■ Work instruction ■
Filter the records for "false" and keep each line that has it.

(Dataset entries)

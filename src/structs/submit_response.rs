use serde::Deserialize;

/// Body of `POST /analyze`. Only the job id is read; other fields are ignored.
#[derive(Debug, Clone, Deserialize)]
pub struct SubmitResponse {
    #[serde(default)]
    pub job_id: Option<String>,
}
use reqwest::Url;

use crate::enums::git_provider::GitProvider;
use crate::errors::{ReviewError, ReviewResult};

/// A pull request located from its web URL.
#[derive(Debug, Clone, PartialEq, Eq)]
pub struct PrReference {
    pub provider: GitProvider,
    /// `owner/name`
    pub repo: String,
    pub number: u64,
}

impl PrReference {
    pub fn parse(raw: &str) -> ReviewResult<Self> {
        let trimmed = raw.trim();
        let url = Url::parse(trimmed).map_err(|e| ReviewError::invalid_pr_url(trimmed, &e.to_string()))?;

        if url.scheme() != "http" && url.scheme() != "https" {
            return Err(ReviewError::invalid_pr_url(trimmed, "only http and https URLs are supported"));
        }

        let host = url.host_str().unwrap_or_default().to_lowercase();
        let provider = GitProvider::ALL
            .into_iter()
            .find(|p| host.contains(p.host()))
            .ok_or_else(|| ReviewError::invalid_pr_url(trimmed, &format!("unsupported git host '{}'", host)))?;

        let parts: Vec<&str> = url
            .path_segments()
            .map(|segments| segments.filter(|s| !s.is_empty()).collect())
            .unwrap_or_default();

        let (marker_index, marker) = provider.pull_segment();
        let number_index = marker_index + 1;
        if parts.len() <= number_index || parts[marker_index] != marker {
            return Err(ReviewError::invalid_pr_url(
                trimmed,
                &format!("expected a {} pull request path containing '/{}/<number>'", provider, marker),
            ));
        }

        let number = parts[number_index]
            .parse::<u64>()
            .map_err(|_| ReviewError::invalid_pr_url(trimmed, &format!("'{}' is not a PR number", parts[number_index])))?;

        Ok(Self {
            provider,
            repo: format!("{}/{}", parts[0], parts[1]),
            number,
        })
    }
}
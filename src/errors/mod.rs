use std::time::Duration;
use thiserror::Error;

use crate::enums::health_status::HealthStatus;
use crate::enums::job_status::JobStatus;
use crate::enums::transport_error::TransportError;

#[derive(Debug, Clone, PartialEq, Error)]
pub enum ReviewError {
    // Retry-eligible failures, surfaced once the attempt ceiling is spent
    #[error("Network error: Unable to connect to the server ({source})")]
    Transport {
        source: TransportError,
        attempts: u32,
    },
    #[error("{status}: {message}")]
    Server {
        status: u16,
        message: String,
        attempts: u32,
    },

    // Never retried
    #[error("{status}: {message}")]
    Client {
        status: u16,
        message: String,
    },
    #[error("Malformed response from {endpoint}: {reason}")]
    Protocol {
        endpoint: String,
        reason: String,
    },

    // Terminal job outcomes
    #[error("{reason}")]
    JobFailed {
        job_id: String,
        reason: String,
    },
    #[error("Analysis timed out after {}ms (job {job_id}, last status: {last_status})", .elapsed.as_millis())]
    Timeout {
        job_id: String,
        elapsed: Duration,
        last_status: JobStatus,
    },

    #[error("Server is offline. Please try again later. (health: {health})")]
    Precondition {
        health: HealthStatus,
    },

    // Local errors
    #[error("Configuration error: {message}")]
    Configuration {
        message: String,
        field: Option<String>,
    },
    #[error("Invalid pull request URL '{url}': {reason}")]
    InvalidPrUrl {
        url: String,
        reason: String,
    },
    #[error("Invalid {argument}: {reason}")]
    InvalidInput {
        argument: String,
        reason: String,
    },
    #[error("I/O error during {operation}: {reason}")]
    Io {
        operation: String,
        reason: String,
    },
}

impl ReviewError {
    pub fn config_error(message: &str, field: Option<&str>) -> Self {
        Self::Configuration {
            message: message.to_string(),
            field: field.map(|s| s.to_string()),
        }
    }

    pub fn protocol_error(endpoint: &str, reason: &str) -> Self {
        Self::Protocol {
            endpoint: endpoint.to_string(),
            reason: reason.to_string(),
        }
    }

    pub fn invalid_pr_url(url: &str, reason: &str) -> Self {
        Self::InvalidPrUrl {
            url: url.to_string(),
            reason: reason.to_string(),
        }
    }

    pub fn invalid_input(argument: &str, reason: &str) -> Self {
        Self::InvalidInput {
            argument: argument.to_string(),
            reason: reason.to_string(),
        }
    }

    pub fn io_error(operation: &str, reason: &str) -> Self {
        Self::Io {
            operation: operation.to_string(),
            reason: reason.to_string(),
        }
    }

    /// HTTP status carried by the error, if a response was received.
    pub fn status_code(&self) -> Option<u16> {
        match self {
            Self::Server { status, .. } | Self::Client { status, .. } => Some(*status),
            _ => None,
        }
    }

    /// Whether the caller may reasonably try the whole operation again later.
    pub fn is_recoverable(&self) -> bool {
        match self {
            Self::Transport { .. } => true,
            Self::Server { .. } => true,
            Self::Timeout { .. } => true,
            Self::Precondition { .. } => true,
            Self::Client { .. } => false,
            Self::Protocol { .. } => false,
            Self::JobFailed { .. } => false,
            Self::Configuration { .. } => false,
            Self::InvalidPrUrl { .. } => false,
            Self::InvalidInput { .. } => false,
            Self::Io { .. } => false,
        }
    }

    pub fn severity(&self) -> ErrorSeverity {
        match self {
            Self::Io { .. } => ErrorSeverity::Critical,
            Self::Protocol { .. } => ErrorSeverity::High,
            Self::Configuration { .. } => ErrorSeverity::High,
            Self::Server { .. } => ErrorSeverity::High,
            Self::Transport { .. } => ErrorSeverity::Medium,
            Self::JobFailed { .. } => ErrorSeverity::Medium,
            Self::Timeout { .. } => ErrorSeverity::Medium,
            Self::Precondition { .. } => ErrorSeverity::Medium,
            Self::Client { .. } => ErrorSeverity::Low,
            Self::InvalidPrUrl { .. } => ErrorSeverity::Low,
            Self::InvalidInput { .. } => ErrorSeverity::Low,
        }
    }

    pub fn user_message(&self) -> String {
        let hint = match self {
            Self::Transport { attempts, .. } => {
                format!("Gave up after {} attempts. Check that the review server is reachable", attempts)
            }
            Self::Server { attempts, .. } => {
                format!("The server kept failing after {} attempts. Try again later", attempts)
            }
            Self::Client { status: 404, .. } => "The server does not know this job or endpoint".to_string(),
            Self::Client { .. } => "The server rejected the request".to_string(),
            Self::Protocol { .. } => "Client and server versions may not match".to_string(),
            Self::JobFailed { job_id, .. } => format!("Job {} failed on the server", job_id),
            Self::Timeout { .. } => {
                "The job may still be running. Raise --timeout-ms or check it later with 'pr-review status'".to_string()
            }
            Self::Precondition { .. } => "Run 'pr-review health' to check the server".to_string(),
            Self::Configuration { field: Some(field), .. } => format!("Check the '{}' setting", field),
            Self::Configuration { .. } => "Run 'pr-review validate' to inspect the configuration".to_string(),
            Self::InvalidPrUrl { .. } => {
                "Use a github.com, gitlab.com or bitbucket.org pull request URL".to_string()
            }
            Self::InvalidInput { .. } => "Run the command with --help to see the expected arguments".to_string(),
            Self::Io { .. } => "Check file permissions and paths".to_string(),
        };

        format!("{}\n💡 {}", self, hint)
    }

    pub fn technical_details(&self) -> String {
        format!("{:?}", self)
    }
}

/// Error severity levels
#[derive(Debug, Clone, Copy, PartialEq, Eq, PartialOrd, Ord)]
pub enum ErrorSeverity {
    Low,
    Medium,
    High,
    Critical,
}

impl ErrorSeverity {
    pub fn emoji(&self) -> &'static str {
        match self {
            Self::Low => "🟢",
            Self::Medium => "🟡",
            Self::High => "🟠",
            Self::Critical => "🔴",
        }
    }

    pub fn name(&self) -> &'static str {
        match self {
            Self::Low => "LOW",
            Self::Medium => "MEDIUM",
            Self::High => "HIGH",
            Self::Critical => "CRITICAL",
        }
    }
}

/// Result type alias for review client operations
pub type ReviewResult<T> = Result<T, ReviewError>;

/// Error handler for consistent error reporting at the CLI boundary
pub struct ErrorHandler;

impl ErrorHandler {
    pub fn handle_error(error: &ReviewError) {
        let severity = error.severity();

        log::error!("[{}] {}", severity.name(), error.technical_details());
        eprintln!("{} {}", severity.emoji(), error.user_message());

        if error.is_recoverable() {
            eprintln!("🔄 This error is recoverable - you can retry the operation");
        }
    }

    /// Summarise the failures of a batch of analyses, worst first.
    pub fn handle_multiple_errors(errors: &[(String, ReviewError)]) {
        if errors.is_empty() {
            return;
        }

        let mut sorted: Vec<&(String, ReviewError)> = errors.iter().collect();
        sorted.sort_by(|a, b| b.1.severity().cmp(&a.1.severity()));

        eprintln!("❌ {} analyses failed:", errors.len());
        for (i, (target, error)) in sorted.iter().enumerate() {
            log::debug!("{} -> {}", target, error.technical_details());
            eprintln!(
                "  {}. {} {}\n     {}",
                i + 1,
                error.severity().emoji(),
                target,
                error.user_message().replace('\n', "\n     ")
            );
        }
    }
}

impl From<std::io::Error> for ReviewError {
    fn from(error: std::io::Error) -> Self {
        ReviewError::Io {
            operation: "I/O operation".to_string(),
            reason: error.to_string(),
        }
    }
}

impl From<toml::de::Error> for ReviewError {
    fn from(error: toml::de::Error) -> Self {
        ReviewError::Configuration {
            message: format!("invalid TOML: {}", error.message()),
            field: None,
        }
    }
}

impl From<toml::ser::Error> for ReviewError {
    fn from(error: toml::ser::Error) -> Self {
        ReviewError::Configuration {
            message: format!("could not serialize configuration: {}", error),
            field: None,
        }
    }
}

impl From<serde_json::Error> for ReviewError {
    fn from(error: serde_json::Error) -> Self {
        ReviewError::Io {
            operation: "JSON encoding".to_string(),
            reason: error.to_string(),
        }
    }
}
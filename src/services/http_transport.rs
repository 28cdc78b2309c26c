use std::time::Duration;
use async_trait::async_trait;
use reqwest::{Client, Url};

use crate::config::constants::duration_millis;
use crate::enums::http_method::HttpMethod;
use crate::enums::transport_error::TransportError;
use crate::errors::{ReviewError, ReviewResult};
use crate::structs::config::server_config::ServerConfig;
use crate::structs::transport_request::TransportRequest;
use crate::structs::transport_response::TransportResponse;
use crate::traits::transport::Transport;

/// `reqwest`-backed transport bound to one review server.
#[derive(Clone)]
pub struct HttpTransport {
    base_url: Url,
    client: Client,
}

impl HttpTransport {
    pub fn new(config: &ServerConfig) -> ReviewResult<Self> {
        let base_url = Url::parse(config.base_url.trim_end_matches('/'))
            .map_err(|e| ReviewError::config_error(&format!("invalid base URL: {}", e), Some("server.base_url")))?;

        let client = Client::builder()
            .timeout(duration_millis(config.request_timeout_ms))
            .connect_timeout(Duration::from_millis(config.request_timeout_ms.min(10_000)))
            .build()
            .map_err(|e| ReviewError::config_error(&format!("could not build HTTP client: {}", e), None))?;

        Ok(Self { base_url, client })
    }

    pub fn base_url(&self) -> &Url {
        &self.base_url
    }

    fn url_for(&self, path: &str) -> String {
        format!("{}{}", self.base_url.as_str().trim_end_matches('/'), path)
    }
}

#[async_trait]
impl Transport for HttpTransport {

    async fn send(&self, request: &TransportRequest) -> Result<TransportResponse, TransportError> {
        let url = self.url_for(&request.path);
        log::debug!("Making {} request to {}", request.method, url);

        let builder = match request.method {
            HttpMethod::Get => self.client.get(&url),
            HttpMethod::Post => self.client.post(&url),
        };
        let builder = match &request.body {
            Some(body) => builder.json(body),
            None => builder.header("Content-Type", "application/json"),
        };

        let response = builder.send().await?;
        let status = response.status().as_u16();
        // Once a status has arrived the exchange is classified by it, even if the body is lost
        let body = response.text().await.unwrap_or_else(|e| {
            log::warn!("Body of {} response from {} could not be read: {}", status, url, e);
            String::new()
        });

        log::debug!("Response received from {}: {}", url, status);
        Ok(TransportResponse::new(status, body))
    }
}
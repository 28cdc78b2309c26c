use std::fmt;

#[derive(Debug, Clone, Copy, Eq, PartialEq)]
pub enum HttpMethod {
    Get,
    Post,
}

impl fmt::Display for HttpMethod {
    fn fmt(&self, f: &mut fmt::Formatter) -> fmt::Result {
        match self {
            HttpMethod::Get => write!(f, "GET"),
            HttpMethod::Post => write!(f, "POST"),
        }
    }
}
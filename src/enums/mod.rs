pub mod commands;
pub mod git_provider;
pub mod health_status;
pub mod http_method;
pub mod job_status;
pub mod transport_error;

■ Problem solution ■
            Self::Client { .. } => false,
            Self::Protocol { .. } => false,
            Self::JobFailed { .. } => false,
            Self::Configuration { .. } => false,
            Self::InvalidPrUrl { .. } => false,
            Self::InvalidInput { .. } => false,
            Self::Io { .. } => false,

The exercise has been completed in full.